● **PROBLEM TO WORK ON**
Your answer should be every line from the records that contains "objects".

(Saved data entries)
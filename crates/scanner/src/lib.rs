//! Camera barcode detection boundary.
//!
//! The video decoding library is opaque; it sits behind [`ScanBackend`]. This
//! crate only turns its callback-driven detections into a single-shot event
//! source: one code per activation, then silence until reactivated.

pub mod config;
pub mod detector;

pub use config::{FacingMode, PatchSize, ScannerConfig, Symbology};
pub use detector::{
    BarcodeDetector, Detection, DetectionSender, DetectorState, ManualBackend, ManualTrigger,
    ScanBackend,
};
---
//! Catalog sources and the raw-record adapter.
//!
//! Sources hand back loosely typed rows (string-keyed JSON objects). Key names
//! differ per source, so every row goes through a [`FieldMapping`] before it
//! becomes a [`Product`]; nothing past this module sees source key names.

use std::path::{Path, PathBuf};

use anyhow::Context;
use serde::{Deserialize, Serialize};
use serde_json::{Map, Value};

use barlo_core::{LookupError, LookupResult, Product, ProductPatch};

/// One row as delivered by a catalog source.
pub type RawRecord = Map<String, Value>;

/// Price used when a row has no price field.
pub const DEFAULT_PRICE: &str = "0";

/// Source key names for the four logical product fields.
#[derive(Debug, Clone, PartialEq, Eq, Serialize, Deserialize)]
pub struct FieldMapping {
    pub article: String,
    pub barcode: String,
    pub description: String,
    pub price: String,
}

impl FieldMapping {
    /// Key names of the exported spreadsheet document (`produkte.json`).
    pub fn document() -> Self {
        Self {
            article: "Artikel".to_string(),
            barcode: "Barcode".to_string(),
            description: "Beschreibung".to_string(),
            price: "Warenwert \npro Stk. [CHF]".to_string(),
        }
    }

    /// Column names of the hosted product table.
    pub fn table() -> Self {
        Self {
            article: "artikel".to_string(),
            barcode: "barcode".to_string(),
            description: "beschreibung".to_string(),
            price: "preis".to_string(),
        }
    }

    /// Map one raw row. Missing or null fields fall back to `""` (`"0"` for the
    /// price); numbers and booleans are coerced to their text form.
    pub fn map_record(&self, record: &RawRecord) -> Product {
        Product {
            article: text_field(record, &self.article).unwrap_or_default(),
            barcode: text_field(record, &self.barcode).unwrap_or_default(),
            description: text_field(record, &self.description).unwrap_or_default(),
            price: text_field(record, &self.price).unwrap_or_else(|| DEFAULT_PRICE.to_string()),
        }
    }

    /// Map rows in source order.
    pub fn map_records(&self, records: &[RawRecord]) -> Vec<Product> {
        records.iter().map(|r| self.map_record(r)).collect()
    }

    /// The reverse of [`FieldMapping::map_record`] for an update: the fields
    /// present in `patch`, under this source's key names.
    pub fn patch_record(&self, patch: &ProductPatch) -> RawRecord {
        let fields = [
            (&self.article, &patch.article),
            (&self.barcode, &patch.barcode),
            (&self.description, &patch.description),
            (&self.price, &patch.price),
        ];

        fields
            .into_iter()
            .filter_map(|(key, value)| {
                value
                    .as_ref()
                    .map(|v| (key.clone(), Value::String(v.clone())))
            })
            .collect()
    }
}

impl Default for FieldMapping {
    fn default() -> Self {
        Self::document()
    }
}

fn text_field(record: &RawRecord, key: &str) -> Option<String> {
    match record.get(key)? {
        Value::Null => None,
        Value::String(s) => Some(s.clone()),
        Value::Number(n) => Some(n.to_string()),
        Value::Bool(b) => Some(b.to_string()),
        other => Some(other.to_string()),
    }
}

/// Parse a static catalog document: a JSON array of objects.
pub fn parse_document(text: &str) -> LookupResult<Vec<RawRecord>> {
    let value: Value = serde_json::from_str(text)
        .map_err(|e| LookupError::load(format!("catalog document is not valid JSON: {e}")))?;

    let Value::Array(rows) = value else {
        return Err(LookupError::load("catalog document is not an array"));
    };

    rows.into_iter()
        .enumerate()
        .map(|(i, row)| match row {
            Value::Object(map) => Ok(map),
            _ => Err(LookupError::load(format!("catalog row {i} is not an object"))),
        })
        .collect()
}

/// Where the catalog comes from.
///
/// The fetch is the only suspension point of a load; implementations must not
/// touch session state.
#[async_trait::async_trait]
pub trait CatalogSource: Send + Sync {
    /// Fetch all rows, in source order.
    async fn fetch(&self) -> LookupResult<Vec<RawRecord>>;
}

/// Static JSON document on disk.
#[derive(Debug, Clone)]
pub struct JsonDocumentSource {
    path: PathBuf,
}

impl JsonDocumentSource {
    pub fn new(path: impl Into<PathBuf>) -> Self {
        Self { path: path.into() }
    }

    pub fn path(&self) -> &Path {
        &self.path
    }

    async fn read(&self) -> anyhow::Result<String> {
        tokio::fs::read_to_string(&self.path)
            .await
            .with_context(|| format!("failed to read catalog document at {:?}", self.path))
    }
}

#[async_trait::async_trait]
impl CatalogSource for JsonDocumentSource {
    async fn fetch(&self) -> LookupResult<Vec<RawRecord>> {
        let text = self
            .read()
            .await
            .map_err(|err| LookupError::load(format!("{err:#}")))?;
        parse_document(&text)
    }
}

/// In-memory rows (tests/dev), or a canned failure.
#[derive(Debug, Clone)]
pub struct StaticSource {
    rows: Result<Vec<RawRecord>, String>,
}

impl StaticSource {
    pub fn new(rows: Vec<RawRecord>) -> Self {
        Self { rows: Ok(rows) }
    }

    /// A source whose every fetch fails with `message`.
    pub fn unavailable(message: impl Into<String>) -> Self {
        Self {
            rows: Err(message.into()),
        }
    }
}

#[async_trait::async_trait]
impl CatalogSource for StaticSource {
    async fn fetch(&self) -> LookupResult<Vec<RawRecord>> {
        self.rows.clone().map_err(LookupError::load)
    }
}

● **SOLUTION TO THIS TASK**
//! Sources hand back loosely typed rows (string-keyed JSON objects). Key names
/// Parse a static catalog document: a JSON array of objects.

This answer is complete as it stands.